И сказано это было так, будто он забил гвоздь в крышку гроба. Я едва удержалась от того, чтобы не поежиться.
Конечно, не будет, пробормотала я, спрятав лицо на его груди, в то время как все во мне выло от этих слов: «Как же так?! Не будет? А зачем тогда это все?
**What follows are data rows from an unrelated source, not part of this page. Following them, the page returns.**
//! Readiness plans
//!
//! What "ready" means depends on the platform and on whether the guest API
//! can be reached from the test runner at all. Each [`ClusterProfile`] maps
//! to a fixed, ordered list of [`ReadinessCheck`]s; the orchestrator awaits
//! them one after the other.

use std::fmt;

use hcp_e2e_common::crd::{
    EndpointAccess, CONDITION_ETCD_AVAILABLE, CONDITION_KUBE_APISERVER_AVAILABLE,
};
use hcp_e2e_common::kube_utils::CONDITION_AVAILABLE;

use crate::request::Platform;

/// Readiness-relevant shape of a cluster
#[derive(Clone, Copy, Debug, PartialEq, Eq)]
pub enum ClusterProfile {
    /// Cloud platform with a publicly reachable API
    CloudPublic {
        /// Worker nodes the node pools ask for
        expected_nodes: usize,
    },
    /// Cloud platform whose API only answers on a private link
    CloudPrivate,
    /// Bare platform: control plane only
    Bare,
}

impl ClusterProfile {
    /// Profile of a cluster on `platform` with the given endpoint exposure
    pub fn for_cluster(
        platform: &Platform,
        endpoint_access: &EndpointAccess,
        expected_nodes: usize,
    ) -> Self {
        match platform {
            Platform::None => Self::Bare,
            Platform::Aws { .. } if !endpoint_access.is_publicly_reachable() => {
                Self::CloudPrivate
            }
            Platform::Aws { .. } => Self::CloudPublic { expected_nodes },
        }
    }

    /// Checks that must pass, in order, before validation starts
    pub fn readiness_plan(&self) -> Vec<ReadinessCheck> {
        match *self {
            Self::CloudPublic { expected_nodes } => {
                let mut plan = vec![
                    ReadinessCheck::ClusterCondition(CONDITION_AVAILABLE),
                    ReadinessCheck::GuestApiReachable,
                ];
                if expected_nodes > 0 {
                    plan.push(ReadinessCheck::GuestNodesReady(expected_nodes));
                }
                plan.push(ReadinessCheck::RolloutComplete);
                plan.push(ReadinessCheck::NoCrashingPods);
                plan
            }
            Self::CloudPrivate => vec![
                ReadinessCheck::ClusterCondition(CONDITION_AVAILABLE),
                ReadinessCheck::ControlPlaneCondition(CONDITION_KUBE_APISERVER_AVAILABLE),
                ReadinessCheck::RolloutComplete,
                ReadinessCheck::NoCrashingPods,
            ],
            // Without workers the release rollout never completes, and etcd
            // and the API server restart a few times while they settle.
            Self::Bare => vec![
                ReadinessCheck::ControlPlaneCondition(CONDITION_ETCD_AVAILABLE),
                ReadinessCheck::ControlPlaneCondition(CONDITION_KUBE_APISERVER_AVAILABLE),
            ],
        }
    }
}

/// One condition awaited during provisioning
#[derive(Clone, Copy, Debug, PartialEq, Eq)]
pub enum ReadinessCheck {
    /// HostedCluster condition is "True"
    ClusterCondition(&'static str),
    /// HostedControlPlane condition is "True"
    ControlPlaneCondition(&'static str),
    /// Guest kubeconfig published and guest API answering
    GuestApiReachable,
    /// At least this many guest nodes are Ready
    GuestNodesReady(usize),
    /// Newest release rollout in the HostedCluster's version history completed
    RolloutComplete,
    /// No control plane pod is crash looping or past
    /// [`MAX_CONTROL_PLANE_RESTARTS`] restarts
    NoCrashingPods,
}

/// Container restarts a control plane pod may accumulate while it settles
pub const MAX_CONTROL_PLANE_RESTARTS: i32 = 3;

impl ReadinessCheck {
    /// Whether the check needs a guest client
    pub fn requires_guest(&self) -> bool {
        matches!(self, Self::GuestApiReachable | Self::GuestNodesReady(_))
    }
}

impl fmt::Display for ReadinessCheck {
    fn fmt(&self, f: &mut fmt::Formatter<'_>) -> fmt::Result {
        match self {
            Self::ClusterCondition(c) => write!(f, "HostedCluster condition {c}"),
            Self::ControlPlaneCondition(c) => write!(f, "HostedControlPlane condition {c}"),
            Self::GuestApiReachable => write!(f, "guest API reachable"),
            Self::GuestNodesReady(n) => write!(f, "{n} guest node(s) Ready"),
            Self::RolloutComplete => write!(f, "release rollout complete"),
            Self::NoCrashingPods => write!(f, "no crashing control plane pods"),
        }
    }
}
Весь этот мир зачем?»
Мне было страшно от подобных мыслей, поэтому я просто зажмурилась и обняла Миролюба.
Баллада о корабле
Среди песков, укрыт могильной тишиной,
Лежит корабль могучий воин прошлых лет.
Пробито днище, и сквозь щели в трюм пустой
С немой печалью по утрам глядит рассвет.
Обломки мачт давно не помнят парусов
С гербом правителя далекой стороны.
Но лишь прилив на берег набежит волной
Как в старом воине вновь оживают сны.
Там звон мечей.
Там соль морей.
Там голоса его людей.
И свет звезды, что их спасала от беды.
За годом год,
За веком век
Им снова правит человек,
Который с ним делил одни мечты и сны.
Соленый ветер шепчет: «Сбрось сырой песок.
Пусть устремятся мачты ввысь, я помогу.
Твой человек века назад мне дал зарок,
Что ты не будешь гнить на мертвом берегу.»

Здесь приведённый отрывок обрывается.